Data
• • •

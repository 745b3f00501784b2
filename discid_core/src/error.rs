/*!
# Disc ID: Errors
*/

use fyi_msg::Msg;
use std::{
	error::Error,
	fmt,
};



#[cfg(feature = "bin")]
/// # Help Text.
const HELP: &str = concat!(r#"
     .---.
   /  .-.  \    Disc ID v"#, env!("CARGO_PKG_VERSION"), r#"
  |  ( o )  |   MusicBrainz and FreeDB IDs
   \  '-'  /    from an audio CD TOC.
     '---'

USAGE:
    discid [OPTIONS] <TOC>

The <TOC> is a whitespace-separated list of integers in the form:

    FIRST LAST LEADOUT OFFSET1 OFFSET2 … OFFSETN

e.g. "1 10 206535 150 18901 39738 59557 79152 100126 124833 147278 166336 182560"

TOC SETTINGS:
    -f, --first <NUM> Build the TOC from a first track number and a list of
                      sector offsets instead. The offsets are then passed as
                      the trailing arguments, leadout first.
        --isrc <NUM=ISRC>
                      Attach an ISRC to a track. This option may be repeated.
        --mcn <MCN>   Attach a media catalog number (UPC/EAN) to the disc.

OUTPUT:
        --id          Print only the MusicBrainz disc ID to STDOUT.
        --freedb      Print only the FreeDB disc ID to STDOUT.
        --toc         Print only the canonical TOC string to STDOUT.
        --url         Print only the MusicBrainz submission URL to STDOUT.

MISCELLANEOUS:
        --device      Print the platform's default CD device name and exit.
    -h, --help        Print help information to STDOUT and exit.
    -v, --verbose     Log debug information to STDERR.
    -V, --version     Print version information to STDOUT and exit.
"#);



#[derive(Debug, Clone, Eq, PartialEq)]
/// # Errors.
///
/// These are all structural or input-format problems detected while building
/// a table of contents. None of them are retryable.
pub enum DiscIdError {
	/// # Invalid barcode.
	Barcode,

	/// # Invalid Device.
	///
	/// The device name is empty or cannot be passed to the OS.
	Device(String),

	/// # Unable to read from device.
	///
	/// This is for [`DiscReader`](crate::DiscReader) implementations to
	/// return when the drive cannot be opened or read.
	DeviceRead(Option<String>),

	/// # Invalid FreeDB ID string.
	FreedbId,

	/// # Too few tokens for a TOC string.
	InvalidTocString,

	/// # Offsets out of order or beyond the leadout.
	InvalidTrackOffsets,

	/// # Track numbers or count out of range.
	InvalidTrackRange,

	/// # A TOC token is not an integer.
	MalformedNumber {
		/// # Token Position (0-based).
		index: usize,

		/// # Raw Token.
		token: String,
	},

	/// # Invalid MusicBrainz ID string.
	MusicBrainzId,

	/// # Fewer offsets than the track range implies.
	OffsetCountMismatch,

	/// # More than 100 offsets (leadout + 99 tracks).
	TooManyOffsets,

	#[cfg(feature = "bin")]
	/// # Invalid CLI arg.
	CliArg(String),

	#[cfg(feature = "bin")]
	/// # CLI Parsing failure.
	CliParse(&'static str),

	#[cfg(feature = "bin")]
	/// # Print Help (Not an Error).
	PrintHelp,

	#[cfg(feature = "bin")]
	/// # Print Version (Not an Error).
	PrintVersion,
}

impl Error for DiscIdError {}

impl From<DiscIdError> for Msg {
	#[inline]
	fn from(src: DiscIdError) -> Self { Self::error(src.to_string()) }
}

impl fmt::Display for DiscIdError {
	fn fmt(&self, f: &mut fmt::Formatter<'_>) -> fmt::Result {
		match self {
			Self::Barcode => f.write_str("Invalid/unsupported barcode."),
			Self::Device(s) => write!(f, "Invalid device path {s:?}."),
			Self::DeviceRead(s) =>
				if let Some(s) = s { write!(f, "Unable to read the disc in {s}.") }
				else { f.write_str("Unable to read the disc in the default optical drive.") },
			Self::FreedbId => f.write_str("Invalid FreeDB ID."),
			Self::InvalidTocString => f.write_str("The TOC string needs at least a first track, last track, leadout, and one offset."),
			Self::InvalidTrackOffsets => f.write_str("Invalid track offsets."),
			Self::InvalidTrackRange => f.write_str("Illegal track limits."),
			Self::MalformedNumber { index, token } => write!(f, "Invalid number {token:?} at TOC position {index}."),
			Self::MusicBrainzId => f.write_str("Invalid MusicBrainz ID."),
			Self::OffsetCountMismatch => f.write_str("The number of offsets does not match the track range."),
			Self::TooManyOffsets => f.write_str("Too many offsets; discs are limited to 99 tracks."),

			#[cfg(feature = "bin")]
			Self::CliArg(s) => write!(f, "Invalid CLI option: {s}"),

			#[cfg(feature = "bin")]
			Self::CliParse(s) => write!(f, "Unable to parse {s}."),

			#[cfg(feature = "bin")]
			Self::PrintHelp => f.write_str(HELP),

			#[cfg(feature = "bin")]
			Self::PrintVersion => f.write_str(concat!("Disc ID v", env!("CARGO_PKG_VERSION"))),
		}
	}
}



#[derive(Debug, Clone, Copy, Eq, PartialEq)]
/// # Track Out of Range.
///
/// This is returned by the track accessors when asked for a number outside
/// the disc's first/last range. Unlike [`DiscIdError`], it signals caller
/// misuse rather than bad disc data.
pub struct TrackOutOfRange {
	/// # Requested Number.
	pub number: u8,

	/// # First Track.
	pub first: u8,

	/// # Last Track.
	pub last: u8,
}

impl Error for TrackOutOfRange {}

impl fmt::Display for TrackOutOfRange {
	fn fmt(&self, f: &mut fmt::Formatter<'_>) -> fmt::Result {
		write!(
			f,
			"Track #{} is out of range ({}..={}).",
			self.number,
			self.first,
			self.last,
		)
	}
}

• • •

What to produce
Your answer should be the lines above that contain the word "PartialEq", copied out.

Solution
#[derive(Debug, Clone, Eq, PartialEq)]
#[derive(Debug, Clone, Copy, Eq, PartialEq)]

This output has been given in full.